The second reason fares are high and unlikely to drop anytime soon is because the New Zealand Transport Agency (under the stewardship of Steven Joyce) introduced a completely ideological and very harmful policy on Farebox Recovery, which creates a completely arbitrary and exceedingly high requirement for half the cost of the service to be recovered by fares. The policy’s costs outweighed the benefits, particularly in Auckland, but the government stuck with it – determined to see public transport users “pay more of their own way”, completely ignoring the reality that 1) private cars are heavily subsidised, 2) every additional person taking public transport reduces transport expenditure elsewhere; it reduces pressure on the roads, reduces the need for car parking, and reduces the portion of our current account deficit going on petrol and private vehicles.

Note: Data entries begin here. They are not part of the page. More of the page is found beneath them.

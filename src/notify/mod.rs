//! Notification subsystem — message building and single-shot delivery.

pub mod dispatcher;
pub mod message;

pub use dispatcher::{DeliveryResult, Destination, dispatch};
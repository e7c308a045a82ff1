//! Lumen — Main Entry Point
//!
//! Hexagonal architecture with a single-threaded fixed-interval poll loop.
//!
//! ```text
//! ┌────────────────────────────────────────────────────────────────┐
//! │                      Adapters (outer ring)                     │
//! │                                                                │
//! │  Mcp3008<RppalSpiOpener>  HttpTransport          LogEventSink  │
//! │  (ReadingSource)          (NotificationTransport) (EventSink)  │
//! │  FileConfigAdapter        ConsoleLogger                        │
//! │  (ConfigPort)             (log::Log)                           │
//! │                                                                │
//! │  ──────────────── Port Trait Boundary ───────────────────      │
//! │                                                                │
//! │  ┌────────────────────────────────────────────────────────┐    │
//! │  │            MonitorService (pure logic)                 │    │
//! │  │  noise gate · classifier · dispatcher                  │    │
//! │  └────────────────────────────────────────────────────────┘    │
//! └────────────────────────────────────────────────────────────────┘
//! ```
//!
//! Usage: `lumen [CONFIG_PATH]` (default `lumen.json`).
#![deny(unused_must_use)]

use std::path::PathBuf;
use std::thread;
use std::time::Duration;

use anyhow::{Context, Result};
use log::{info, warn};

use lumen::adapters::console_logger::ConsoleLogger;
use lumen::adapters::file_config::FileConfigAdapter;
use lumen::adapters::http_transport::HttpTransport;
use lumen::adapters::log_sink::LogEventSink;
use lumen::adapters::spi_bus::RppalSpiOpener;
use lumen::app::events::AppEvent;
use lumen::app::ports::{ConfigError, ConfigPort, EventSink};
use lumen::app::service::MonitorService;
use lumen::config::MonitorConfig;
use lumen::error::Error;
use lumen::sensors::Mcp3008;

const DEFAULT_CONFIG_PATH: &str = "lumen.json";

fn main() -> Result<()> {
    // ── 1. Load config (or defaults on first start) ───────────
    let path = std::env::args_os()
        .nth(1)
        .map_or_else(|| PathBuf::from(DEFAULT_CONFIG_PATH), PathBuf::from);
    let config_store = FileConfigAdapter::new(path);

    let (config, first_start) = match config_store.load() {
        Ok(cfg) => (cfg, false),
        Err(ConfigError::NotFound) => (MonitorConfig::default(), true),
        Err(e) => {
            // Invalid thresholds or ranges are fatal: never run half-configured.
            return Err(Error::from(e))
                .with_context(|| format!("loading {}", config_store.path().display()));
        }
    };

    // ── 2. Logging ────────────────────────────────────────────
    ConsoleLogger::init(config.log_level).context("installing console logger")?;

    info!("╔══════════════════════════════════════╗");
    info!("║  Lumen v{}                        ║", env!("CARGO_PKG_VERSION"));
    info!("╚══════════════════════════════════════╝");

    if first_start {
        warn!(
            "No config at {}, writing defaults",
            config_store.path().display()
        );
        if let Err(e) = config_store.save(&config) {
            warn!("Could not persist default config ({}), continuing", e);
        }
    }

    let t = &config.thresholds;
    info!(
        "Thresholds: dark={} bright={} noise={} bands={}",
        t.dark_threshold(),
        t.bright_threshold(),
        t.noise_floor(),
        t.bands().len()
    );
    if config.notifier.dry_run {
        info!("Notifier in dry-run mode");
    }

    // ── 3. Construct adapters ─────────────────────────────────
    let opener = RppalSpiOpener::new(&config.sensor)
        .map_err(Error::from)
        .context("configuring SPI bus")?;
    let mut adc = Mcp3008::new(opener);
    let mut transport = HttpTransport::new(Duration::from_millis(
        config.notifier.request_timeout_ms.into(),
    ));
    let mut log_sink = LogEventSink::new();

    // ── 4. Construct monitor service ──────────────────────────
    let mut monitor = MonitorService::new(&config);
    monitor.start(&mut adc, &mut log_sink);

    info!("System ready. Entering poll loop.");

    // ── 5. Poll loop ──────────────────────────────────────────
    let poll_interval = Duration::from_millis(config.poll_interval_ms.into());
    let telemetry_every = (u64::from(config.telemetry_interval_secs) * 1000
        / u64::from(config.poll_interval_ms))
    .max(1);
    let mut telemetry_counter: u64 = 0;

    loop {
        thread::sleep(poll_interval);

        monitor.tick(&mut adc, &mut transport, &mut log_sink);

        telemetry_counter += 1;
        if telemetry_counter >= telemetry_every {
            log_sink.emit(&AppEvent::Telemetry(monitor.build_telemetry()));
            telemetry_counter = 0;
        }
    }
}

Reducing fares can have huge benefits, but, I doubt it would be the best use of public money to make all public transport free. Last week I blogged about the importance of increasing access, not just blindly subsidising mobility. Making transport free to users would likely result in people taking more trips and travelling further than they otherwise would, which could be detrimental to local economies that could otherwise be supported by walking and cycling. It can encourage urban sprawl (though not quite as costly as car-dependent urban sprawl).

Making public transport free is unlikely to be much use to many low-income people who work shifts or in areas that are currently poorly served by public transport, and it may disproportionately benefit those who can afford to pay. The latest data from the Household Economic survey seems to suggest that the highest income people have increased their spending on public transport the most over the last few years. It could also result in overcrowding on peak services that are already stretched. Given the sunk investment in integrated ticketing and smart cards, the operational benefits of going fare free are reduced.

We definitely need to cut fares across the board, first by ditching the ridiculous Farebox Recovery policy and aiming for fares that grow patronage and give us the optimal social, environmental and economic benefits. This may include some fare-free zones. Secondly, we need to invest a lot more in infrastructure and services, especially in disadvantaged communities. We can target fare relief to beneficiaries, young people and students, and low-income households with something like the gold card, but it may be more effective to increase incomes at the bottom, rather than subsidising transport in particular. Increasing access is more about creating affordable and sustainable communities that are designed to serve local people, which may be a critical step in rebuilding social democracy and healthy civic engagement.